Grab any teachers’ cell phone, and you will see tons upon tons of pictures and videos of their students. They capture the sweetest, smartest, and strangest moments with their children who make their hearts soar. These moments come from connecting with their students. Nathalie Ais, an instructional coach in Cambridge Public Schools, believes it is important for teachers to connect first and teach second. Nathalie stated, “Connecting with students can be the difference of students actually trying on a test they could care less about or not trying at all.”

Nathalie Ais

Despite only making up 7% of all teachers, Black teachers are a cornerstone of many minority communities. Hispanic teachers account for 9% of all teachers, and Black male teachers account for 2%.

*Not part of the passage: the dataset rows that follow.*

//! Data model for the fact-verification domain.
//!
//! The reference dataset is a sequence of [`FactRecord`] entries: two
//! mutually exclusive claims plus a designation of which one is true.
//! Records are immutable once loaded.

use serde::{Deserialize, Serialize};
use std::fmt;

/// Names one of the two claim positions in a record or query.
///
/// Serialized as `"fact1"` / `"fact2"`, both in the dataset file and in
/// tool responses. A designation returned by the matcher always refers to
/// the caller's query positions, never to dataset positions.
#[derive(Debug, Clone, Copy, PartialEq, Eq, Serialize, Deserialize)]
#[serde(rename_all = "lowercase")]
pub enum Designation {
    Fact1,
    Fact2,
}

impl Designation {
    /// The opposite position (fact1 <-> fact2).
    pub fn flipped(self) -> Self {
        match self {
            Self::Fact1 => Self::Fact2,
            Self::Fact2 => Self::Fact1,
        }
    }

    /// Wire label as used in the dataset file and tool responses.
    pub fn as_str(self) -> &'static str {
        match self {
            Self::Fact1 => "fact1",
            Self::Fact2 => "fact2",
        }
    }
}

impl fmt::Display for Designation {
    fn fmt(&self, f: &mut fmt::Formatter<'_>) -> fmt::Result {
        f.write_str(self.as_str())
    }
}

/// The two claims of a record, positionally tagged.
#[derive(Debug, Clone, PartialEq, Eq, Serialize, Deserialize)]
pub struct FactPair {
    /// First claim.
    pub fact1: String,

    /// Second claim.
    pub fact2: String,
}

/// One ground-truth entry of the reference dataset.
///
/// Deserialization enforces the record shape: both claims and a valid
/// `correct_fact` literal must be present, otherwise the dataset is
/// rejected at load time.
#[derive(Debug, Clone, PartialEq, Eq, Serialize, Deserialize)]
pub struct FactRecord {
    /// The pair of competing claims.
    pub facts: FactPair,

    /// Which of the two claims is recorded as true.
    pub correct_fact: Designation,
}

/// The two claims submitted by a caller.
///
/// Unordered in meaning but positionally tagged; the matcher corrects for
/// orientation when a record aligns with the query in swapped order.
#[derive(Debug, Clone, PartialEq, Eq)]
pub struct Query {
    pub fact1: String,
    pub fact2: String,
}

impl Query {
    pub fn new(fact1: impl Into<String>, fact2: impl Into<String>) -> Self {
        Self {
            fact1: fact1.into(),
            fact2: fact2.into(),
        }
    }
}

/// Outcome of a verification call.
#[derive(Debug, Clone, PartialEq)]
pub enum MatchResult {
    /// A record matched both claims verbatim (straight or swapped).
    Exact(Designation),

    /// The best-scoring record cleared the similarity threshold.
    Approximate {
        designation: Designation,
        score: f64,
    },

    /// Neither an exact nor a sufficiently similar record exists.
    /// This is a valid terminal outcome, not an error.
    NoMatch,
}

impl MatchResult {
    /// Response text for callers when no record matched.
    pub const NO_MATCH_MESSAGE: &'static str = "No match found";

    /// The designation, if any record matched.
    pub fn designation(&self) -> Option<Designation> {
        match self {
            Self::Exact(designation) | Self::Approximate { designation, .. } => Some(*designation),
            Self::NoMatch => None,
        }
    }

    /// Map the result to the external response shape: `"fact1"`,
    /// `"fact2"`, or `"No match found"`.
    pub fn response_text(&self) -> &'static str {
        match self.designation() {
            Some(designation) => designation.as_str(),
            None => Self::NO_MATCH_MESSAGE,
        }
    }
}
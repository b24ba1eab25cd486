//! Error types and handling for the MCP server.
//!
//! This module defines a unified error type that can represent errors from
//! all domains and external dependencies, providing consistent error handling
//! across the entire application.

use thiserror::Error;

/// A specialized Result type for MCP server operations.
pub type Result<T> = std::result::Result<T, Error>;

/// Unified error type for the MCP server.
///
/// This enum captures all possible error conditions that can occur during
/// server operation, including domain-specific errors and external failures.
#[derive(Debug, Error)]
pub enum Error {
    /// Error originating from the tools domain.
    #[error("Tool error: {0}")]
    Tool(#[from] crate::domains::tools::ToolError),

    /// Error originating from the facts domain.
    #[error("Facts error: {0}")]
    Facts(#[from] crate::domains::facts::FactsError),

    /// Configuration-related errors.
    #[error("Configuration error: {0}")]
    Config(String),

    /// I/O errors from file operations or network communication.
    #[error("I/O error: {0}")]
    Io(#[from] std::io::Error),

    /// JSON serialization/deserialization errors.
    #[error("JSON error: {0}")]
    Json(#[from] serde_json::Error),

    /// Internal server errors that should not occur under normal operation.
    #[error("Internal error: {0}")]
    Internal(String),
}

impl Error {
    /// Create a new configuration error.
    pub fn config(msg: impl Into<String>) -> Self {
        Self::Config(msg.into())
    }

    /// Create a new internal error.
    pub fn internal(msg: impl Into<String>) -> Self {
        Self::Internal(msg.into())
    }
}
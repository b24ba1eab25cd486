//! Reference dataset loading.
//!
//! The dataset lives in a JSON file: an array of fact records. It is read
//! fresh on every verification call and never mutated, so there is no
//! caching layer and no locking. Load failures are reported distinctly
//! from a failed lookup.

use async_trait::async_trait;
use std::path::{Path, PathBuf};
use tracing::debug;

use super::error::{FactsError, FactsResult};
use super::models::FactRecord;

/// Source of the reference dataset.
///
/// The matcher only sees the materialized `Vec<FactRecord>`; the store owns
/// the single I/O suspension point of a verification call.
#[async_trait]
pub trait FactStore: Send + Sync {
    /// Load the full dataset.
    async fn load(&self) -> FactsResult<Vec<FactRecord>>;
}

/// File-backed dataset store.
pub struct FileFactStore {
    path: PathBuf,
}

impl FileFactStore {
    /// Create a store reading from the given file path.
    pub fn new(path: impl Into<PathBuf>) -> Self {
        Self { path: path.into() }
    }

    /// The dataset file path.
    pub fn path(&self) -> &Path {
        &self.path
    }
}

#[async_trait]
impl FactStore for FileFactStore {
    async fn load(&self) -> FactsResult<Vec<FactRecord>> {
        let raw = tokio::fs::read_to_string(&self.path)
            .await
            .map_err(|source| FactsError::read(&self.path, source))?;

        let records: Vec<FactRecord> = serde_json::from_str(&raw)?;

        debug!(
            "Loaded {} fact records from {}",
            records.len(),
            self.path.display()
        );

        Ok(records)
    }
}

Have you ever had a Black male teacher? To have one is an extremely rare experience. Also, when researching the Role Model Effect, it was found that “Black students who are exposed to one Black teacher by third grade were 13 percent more likely to enroll in

college.”

These statistics only affirm what we already know – the number of minority teachers is small, yet mighty. Black and Hispanic teachers are critical pillars of our communities. They push children to strive for greatness while celebrating their individual uniqueness and embracing their diversity.

Black and minority teachers are our unsung heroes, and we proudly celebrate all of your accomplishments, awards, and contributions. Thank you!